Mossy Cave Trail at Bryce Canyon Has Something Better than an Cave

Rene Cizio

Hiking to the Mossy Cave trail at Bryce Canyon National Park might come with a bit of a surprise – if you’re looking for moss or a cave.

I’ve found the National Park Service descriptions confounding, but the maps are good, and that’s the important thing.

What you will find at Mossy Cave is, in my opinion, something better – water. Lot’s of it, falling off a cliff – as in a waterfall.

This Utah summer has been a scorcher so far, and the places for water recreation, especially in Bryce Canyon, are few and far between. That’s what makes Mossy Cave such a surprising delight.
Bryce Canyon Mossy CaveRene Cizio

The trail is at the end of the park off of Highway 12. It’s described as less than a mile long with an elevation gain of 200 feet. That much is true. It says it’s a streamside walk to a mossy grotto that fills with icicles in winter and dripping moss in the summer.

What it doesn’t say is that there’s a waterfall. In hindsight, you could say I’m dense that that of course if there are icicles, moss and a stream, there will be a waterfall, but it wasn’t clear to me the day I read the description and chose to hike it.

Despite my arrival at the trailhead being late in the day and off the beaten path, the lot was still full and I had to wait a few minutes for a spot to open up.
Bryce Canyon Mossy CaveRene Cizio

As I walked up the trail, it is surrounded by clusters of red, pink and white hoodoo formations and tall pine trees in a picturesque wooded landscape. Alongside the path was a slow-running river.

The river became wider and faster the further I walked. Along the trail, I passed several families with small children who were soaking wet and barefoot. The trail was more sandy than rock at that point, so going shoeless was ok.

At about the halfway point, you’ll turn a corner and the trail opens up to a full river, though the level is shallow. It’s the perfect spot for a picture. There you’ll likely also see children playing in the shallow water.

Further down, you’ll come to a wooden bridge and once you’re halfway across the bridge, you’ll see off a distance; on the right, there is a waterfall. It’s relatively substantial as far as waterfalls go—especially those in southwest Utah.

I, however, was still looking for the mossy cave. I hiked about the grassy path alongside the river and eventually, it ended within sight of the waterfall. I tried to see if there’s a cave behind the fall, but it didn’t look like it.

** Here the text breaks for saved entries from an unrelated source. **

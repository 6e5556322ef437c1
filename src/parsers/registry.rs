//! Parser registration
//!
//! A unit is a named group of exported plugin types. Units whose name ends
//! in "parser" (case-insensitively, and not starting with `__`) are
//! recognized, and inside them every export whose type name follows the
//! same rule is registered: the first under the unit's name, the rest
//! under their type names.

use once_cell::sync::Lazy;
use regex::Regex;
use std::collections::BTreeMap;
use tracing::{debug, warn};

use super::{ForecastParser, weather_com_parser};
use crate::domain::Unit;
use crate::infrastructure::{ForecastError, ForecastResult, PageFetcher};

static PARSER_NAME: Lazy<Regex> =
    Lazy::new(|| Regex::new(r"(?i)^.+parser$").expect("valid parser name regex"));

static REGISTRY: Lazy<ParserRegistry> = Lazy::new(|| ParserRegistry::discover(builtin_units()));

/// Builds a plugin instance around the fetcher that serves its pages
pub type ParserFactory = fn(Box<dyn PageFetcher>) -> Box<dyn ForecastParser>;

/// A constructible plugin type
#[derive(Debug, Clone, Copy)]
pub struct ParserDescriptor {
    pub type_name: &'static str,
    /// Page URL template with `{forecast}` and `{area}` placeholders
    pub base_url: &'static str,
    pub native_unit: Unit,
    pub build: ParserFactory,
}

impl ParserDescriptor {
    pub fn create(&self, fetcher: Box<dyn PageFetcher>) -> Box<dyn ForecastParser> {
        (self.build)(fetcher)
    }
}

/// A named group of exported types offered for registration
#[derive(Debug, Clone)]
pub struct ParserUnit {
    pub name: &'static str,
    pub exports: Vec<ParserDescriptor>,
}

impl ParserUnit {
    pub fn new(name: &'static str, exports: Vec<ParserDescriptor>) -> Self {
        Self { name, exports }
    }
}

pub fn is_parser_name(name: &str) -> bool {
    !name.starts_with("__") && PARSER_NAME.is_match(name)
}

/// Units compiled into this binary
pub fn builtin_units() -> Vec<ParserUnit> {
    vec![weather_com_parser::unit()]
}

/// The process-wide registry, populated on first use
pub fn parser_registry() -> &'static ParserRegistry {
    &REGISTRY
}

/// Read-only mapping of parser name to plugin type
#[derive(Debug, Clone, Default)]
pub struct ParserRegistry {
    parsers: BTreeMap<String, ParserDescriptor>,
}

fn register(parsers: &mut BTreeMap<String, ParserDescriptor>, name: &str, descriptor: ParserDescriptor) {
    debug!("Registered parser '{}' ({})", name, descriptor.type_name);
    if parsers.insert(name.to_string(), descriptor).is_some() {
        warn!("Parser '{}' registered twice; keeping the later one", name);
    }
}

impl ParserRegistry {
    pub fn discover(units: impl IntoIterator<Item = ParserUnit>) -> Self {
        let mut parsers = BTreeMap::new();

        for unit in units {
            if !is_parser_name(unit.name) {
                debug!("Skipping unit '{}'", unit.name);
                continue;
            }

            let mut exports = unit
                .exports
                .into_iter()
                .filter(|export| is_parser_name(export.type_name));

            let Some(descriptor) = exports.next() else {
                debug!("Unit '{}' exports no parser types", unit.name);
                continue;
            };

            register(&mut parsers, unit.name, descriptor);
            // further exports are reachable by their own type name
            for extra in exports {
                register(&mut parsers, extra.type_name, extra);
            }
        }

        Self { parsers }
    }

    /// Look a parser up by unit name or exported type name, ignoring case
    pub fn get(&self, name: &str) -> ForecastResult<&ParserDescriptor> {
        let wanted = name.trim();

        self.parsers
            .iter()
            .find(|(key, _)| key.eq_ignore_ascii_case(wanted))
            .or_else(|| {
                self.parsers
                    .iter()
                    .find(|(_, descriptor)| descriptor.type_name.eq_ignore_ascii_case(wanted))
            })
            .map(|(_, descriptor)| descriptor)
            .ok_or_else(|| {
                ForecastError::configuration(format!(
                    "unknown parser '{}' (available: {})",
                    wanted,
                    self.names().collect::<Vec<_>>().join(", ")
                ))
            })
    }

    pub fn contains(&self, name: &str) -> bool {
        self.get(name).is_ok()
    }

    pub fn names(&self) -> impl Iterator<Item = &str> {
        self.parsers.keys().map(String::as_str)
    }

    pub fn len(&self) -> usize {
        self.parsers.len()
    }

    pub fn is_empty(&self) -> bool {
        self.parsers.is_empty()
    }
}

A couple of trails led further up the hill, so I took one and the trail became more strenuous, but still, no cave appeared, though the up-close views of the hoodoos were worth it.

While roaming those higher trails, I ran into several other hikers doing the same, looking for a cave. We all asked the same questions, “Do you know where the cave is?” None of us found it.

It was still a lovely, short trail, but perhaps it needs a better description or a new name.

Find Bryce Canyon National Park at UT-63, Bryce, Utah 84764.